I'm told that it's fixed in 10-stable so maybe the best answer is just to upgrade a bit.
Comment 11 Julian Elischer freebsd_committer 2017-03-19 10:22:49 UTC
to Edward,  
teh problem is that it only knows how to wait for DEVICES,
A filesystem based approach woudl require the filesystem to report back what devices it would need.. it might bw worth while adding a VFS method for 'report availability" or something but the approach used here works fine and I'm told it's fixed in 10-stable anyhow.
Comment 12 Edward Tomasz Napierala freebsd_committer 2017-04-08 11:20:09 UTC
Julian, I don't think that's the problem.  The code in 10 doesn't wait for devices, it just waits for all the root mount holds to be released.  The code in 11 waits for devices, but for filesystems that don't have a specific device - like ZFS or NFS - it falls back to 10 behaviour, ie waiting for the root mount holds.

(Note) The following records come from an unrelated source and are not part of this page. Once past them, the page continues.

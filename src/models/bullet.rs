use serde::{Deserialize, Serialize};

use super::constants::BulletState;
use super::position::{ExactPoint, Point};
use super::sprite::Sprite;
use super::unit::UnitId;
use super::weapon::{WeaponData, WeaponId};

/// Handle of a bullet inside a `BulletSystem`.
///
/// The generation changes every time an arena slot is reused, so a
/// handle to a deleted bullet never resolves to its successor.
#[derive(Debug, Clone, Copy, PartialEq, Eq, Hash, PartialOrd, Ord, Serialize, Deserialize)]
pub struct BulletId {
    index: u32,
    generation: u32,
}

impl BulletId {
    pub(crate) fn new(index: u32, generation: u32) -> Self {
        BulletId { index, generation }
    }

    pub fn index(&self) -> usize {
        self.index as usize
    }

    pub fn generation(&self) -> u32 {
        self.generation
    }
}

#[derive(Debug, Clone, Copy, PartialEq, Eq, Default, Serialize, Deserialize)]
pub struct BulletFlags {
    /// Rolled a miss at launch; a normal hit does nothing.
    pub missed: bool,
    /// Fired by a hallucination; hits deal no damage.
    pub hallucinated: bool,
}

/// A single projectile.
///
/// Unit references are weak: they are identities that the unit world may
/// no longer know, so every read goes through `UnitWorld::unit`.
#[derive(Debug, Clone, PartialEq, Serialize, Deserialize)]
pub struct Bullet {
    #[serde(skip, default = "placeholder_id")]
    pub(crate) id: BulletId,
    pub(crate) state: BulletState,
    pub weapon: WeaponId,
    pub player: u8,
    pub hitpoints: u32,
    pub sprite: Sprite,

    pub position: Point,
    pub exact_position: ExactPoint,
    pub facing_direction: u8,
    pub movement_direction: u8,
    pub current_speed: i32,
    pub next_speed: i32,
    pub top_speed: i32,
    pub acceleration: i32,
    pub move_target: Point,
    pub move_target_unit: Option<UnitId>,

    pub target: Option<UnitId>,
    /// Target before the last bounce; the next bounce skips it.
    pub previous_target: Option<UnitId>,
    pub parent: Option<UnitId>,
    pub time_remaining: u8,
    pub pulse_cooldown: u8,
    pub bounces_remaining: u8,
    pub flags: BulletFlags,
    pub spread_seed: u8,
    /// Aim offset from the target for near-unit bullets.
    pub near_offset: Point,
}

fn placeholder_id() -> BulletId {
    BulletId::new(u32::MAX, 0)
}

impl Bullet {
    pub(crate) fn new(
        id: BulletId,
        weapon: WeaponId,
        data: &WeaponData,
        player: u8,
        parent: Option<UnitId>,
        pos: Point,
        direction: u8,
    ) -> Self {
        Bullet {
            id,
            state: BulletState::Init,
            weapon,
            player,
            hitpoints: data.hitpoints,
            sprite: Sprite::new(data.sprite, pos, direction),
            position: pos,
            exact_position: pos.to_exact(),
            facing_direction: direction,
            movement_direction: direction,
            current_speed: 0,
            next_speed: 0,
            top_speed: data.top_speed,
            acceleration: data.acceleration,
            move_target: pos,
            move_target_unit: None,
            target: None,
            previous_target: None,
            parent,
            time_remaining: data.lifetime,
            pulse_cooldown: 0,
            bounces_remaining: data.bounces,
            flags: BulletFlags::default(),
            spread_seed: 0,
            near_offset: Point::default(),
        }
    }

    pub fn id(&self) -> BulletId {
        self.id
    }

    pub fn state(&self) -> BulletState {
        self.state
    }

    /// Retarget; the old target is remembered as `previous_target`.
    pub fn set_target(&mut self, new_target: Option<UnitId>) {
        if self.target != new_target {
            self.previous_target = self.target;
        }
        self.target = new_target;
        self.move_target_unit = new_target;
    }

    /// Teleport to `pos`, dragging the sprite along.
    pub fn move_to(&mut self, pos: Point) {
        self.position = pos;
        self.exact_position = pos.to_exact();
        self.sprite.position = pos;
    }

    /// True if `unit` is referenced in any way.
    pub fn references(&self, unit: UnitId) -> bool {
        self.target == Some(unit)
            || self.previous_target == Some(unit)
            || self.parent == Some(unit)
            || self.move_target_unit == Some(unit)
    }
}
/// Everything that happened during one `progress_frames` call, in the
/// order it was applied.
#[derive(Debug, Clone, Default, PartialEq)]
pub struct FrameReport {
    pub hits: Vec<ResolvedHit>,
    /// Deduplicated (target, attacker) pairs passed to `UnitWorld::unit_was_hit`.
    pub unit_was_hit: Vec<(UnitId, UnitId)>,
    pub ai_hits: Vec<AiHit>,
    pub spells: Vec<SpellCast>,
    pub killed: Vec<UnitId>,
    pub deleted: usize,
}

#[derive(Debug, Default)]
struct Slot {
    generation: u32,
    bullet: Option<Bullet>,
}

#[derive(Debug)]
pub struct BulletSystem {
    slots: Vec<Slot>,
    free: Vec<u32>,
    containers: [Vec<BulletId>; NUM_STATES],
    config: BulletConfig,
    weapons: WeaponTable,
    bufs: Claimable<ProgressBulletBufs>,
    /// Unresolved unit references of a freshly deserialized system.
    pending_refs: Option<Vec<(BulletId, SavedRefs)>>,
}

impl Default for BulletSystem {
    fn default() -> Self {
        Self::new(BulletConfig::default(), WeaponTable::default())
    }
}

To be honest I don't think this is a problem with root mount mechanism at all.  It looks more like something internal to ZFS.  Perhaps we should just put the loop inside zfs_mountroot()?
Comment 13 pete 2017-05-25 09:01:05 UTC
Is there any chance of this match making it into 11.1 which is now in prerelease ? I am running perfectly happily with this in Azure and it has fixed my mount issues. I understand the arguments for it not being the correct place for the fix, but in practical terms this its us reliably boot FreeBSD somewhere that it does not reliably boot without it, so theres surely at least an argument for committing it for now until a better fix can be applied ? As written is doesn't have any negative effects after all...

Would like to not have to run a custom patched kernel after 11.1 comes out if possible...
Comment 14 stb 2017-07-23 21:21:08 UTC
I'm encountering this behaviour as well, trying to boot off a USB stick.  It would be great if the patch would make it into stable, at least as an option I can enable through a tunable.
Comment 15 Edward Tomasz Napierala freebsd_committer 2017-07-24 07:36:49 UTC
FWIW, it should be possible to fix without any source changes using mount.conf (man mount.conf).
Comment 16 stb 2017-07-24 07:52:31 UTC
(In reply to Edward Tomasz Napierala from comment #15)

Really? Would you mind pointing out which specific contents of /.mount.conf would work around this issue? And where would that file live?
Comment 17 stb 2017-07-24 21:07:57 UTC
I can report that the patch works for me.  I would really appreciate seeing this in stable and in a patch release for 11.1, so I can run with a stock kernel again.